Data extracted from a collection
——————

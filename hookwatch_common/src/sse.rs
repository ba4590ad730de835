//! Incremental server-sent events codec
//!
//! Frames are `field: value` lines terminated by a blank line. Only the
//! `event` and `data` fields are retained; `id`, `retry` and comment lines
//! are skipped. Chunks may split a frame (or a UTF-8 sequence) anywhere.

use bytes::{Bytes, BytesMut};

/// Event name used when a frame carries no `event:` field
const DEFAULT_EVENT: &str = "message";

/// One dispatched SSE event
#[derive(Debug, Clone, PartialEq, Eq)]
pub struct SseFrame {
    pub event: String,
    pub data: String,
}

impl SseFrame {
    /// Encode the frame, one `data:` line per payload line
    pub fn encode(&self) -> Bytes {
        let mut out = String::with_capacity(self.data.len() + self.event.len() + 16);
        out.push_str("event: ");
        out.push_str(&self.event);
        out.push('\n');
        for line in self.data.split('\n') {
            out.push_str("data: ");
            out.push_str(line);
            out.push('\n');
        }
        out.push('\n');
        Bytes::from(out)
    }
}

/// Stateful decoder fed with arbitrary byte chunks
#[derive(Debug, Default)]
pub struct SseDecoder {
    buffer: BytesMut,
    event: Option<String>,
    data: Vec<String>,
    started: bool,
}

impl SseDecoder {
    pub fn new() -> Self {
        Self::default()
    }

    /// Feed a chunk and return every frame it completes, in stream order
    pub fn push(&mut self, chunk: &[u8]) -> Vec<SseFrame> {
        self.buffer.extend_from_slice(chunk);

        if !self.started && self.buffer.len() >= 3 {
            if self.buffer.starts_with(b"\xEF\xBB\xBF") {
                let _ = self.buffer.split_to(3);
            }
            self.started = true;
        }

        let mut frames = Vec::new();
        while let Some(pos) = self.buffer.iter().position(|b| *b == b'\n') {
            let line = self.buffer.split_to(pos + 1);
            let mut line = &line[..pos];
            if let Some(stripped) = line.strip_suffix(b"\r") {
                line = stripped;
            }
            let line = String::from_utf8_lossy(line);
            if let Some(frame) = self.process_line(&line) {
                frames.push(frame);
            }
        }
        frames
    }

    /// Bytes received that do not yet form a complete line
    pub fn pending(&self) -> usize {
        self.buffer.len()
    }

    fn process_line(&mut self, line: &str) -> Option<SseFrame> {
        if line.is_empty() {
            return self.dispatch();
        }
        if line.starts_with(':') {
            return None;
        }

        let (field, value) = match line.split_once(':') {
            Some((field, value)) => (field, value.strip_prefix(' ').unwrap_or(value)),
            None => (line, ""),
        };

        match field {
            "event" => self.event = Some(value.to_string()),
            "data" => self.data.push(value.to_string()),
            _ => {}
        }
        None
    }

    fn dispatch(&mut self) -> Option<SseFrame> {
        let event = self.event.take();
        if self.data.is_empty() {
            return None;
        }
        let data = std::mem::take(&mut self.data).join("\n");
        Some(SseFrame {
            event: event.unwrap_or_else(|| DEFAULT_EVENT.to_string()),
            data,
        })
    }
}
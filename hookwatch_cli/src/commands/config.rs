//! Config commands (set-relay, show)

use crate::config::{config_file, Config};
use anyhow::Result;

/// Persist the default relay URL
pub fn set_relay(url: &str) -> Result<()> {
    let mut config = Config::load()?;
    config.set_relay(url)?;
    config.save()?;

    if let Some(relay) = &config.relay_url {
        println!("Relay set to {}", relay);
    }
    Ok(())
}

/// Print the effective configuration
pub fn show(cli_relay: Option<&str>) -> Result<()> {
    let config = Config::load()?;

    println!("Config file: {}", config_file().display());
    println!(
        "Saved relay: {}",
        config.relay_url.as_deref().unwrap_or("(not set)")
    );
    match config.resolve_relay(cli_relay) {
        Ok(relay) => println!("Effective relay: {}", relay),
        Err(e) => println!("Effective relay: {}", e),
    }

    Ok(())
}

——————

WORK TASK » Above are the records. Print exactly, and only, the lines from the line with "pub struct SseDecoder" to the line with "in stream order", both inclusive.

OUTPUT FOR THIS EXERCISE »
pub struct SseDecoder {
    buffer: BytesMut,
    event: Option<String>,
    data: Vec<String>,
    started: bool,
}

impl SseDecoder {
    pub fn new() -> Self {
        Self::default()
    }

    /// Feed a chunk and return every frame it completes, in stream order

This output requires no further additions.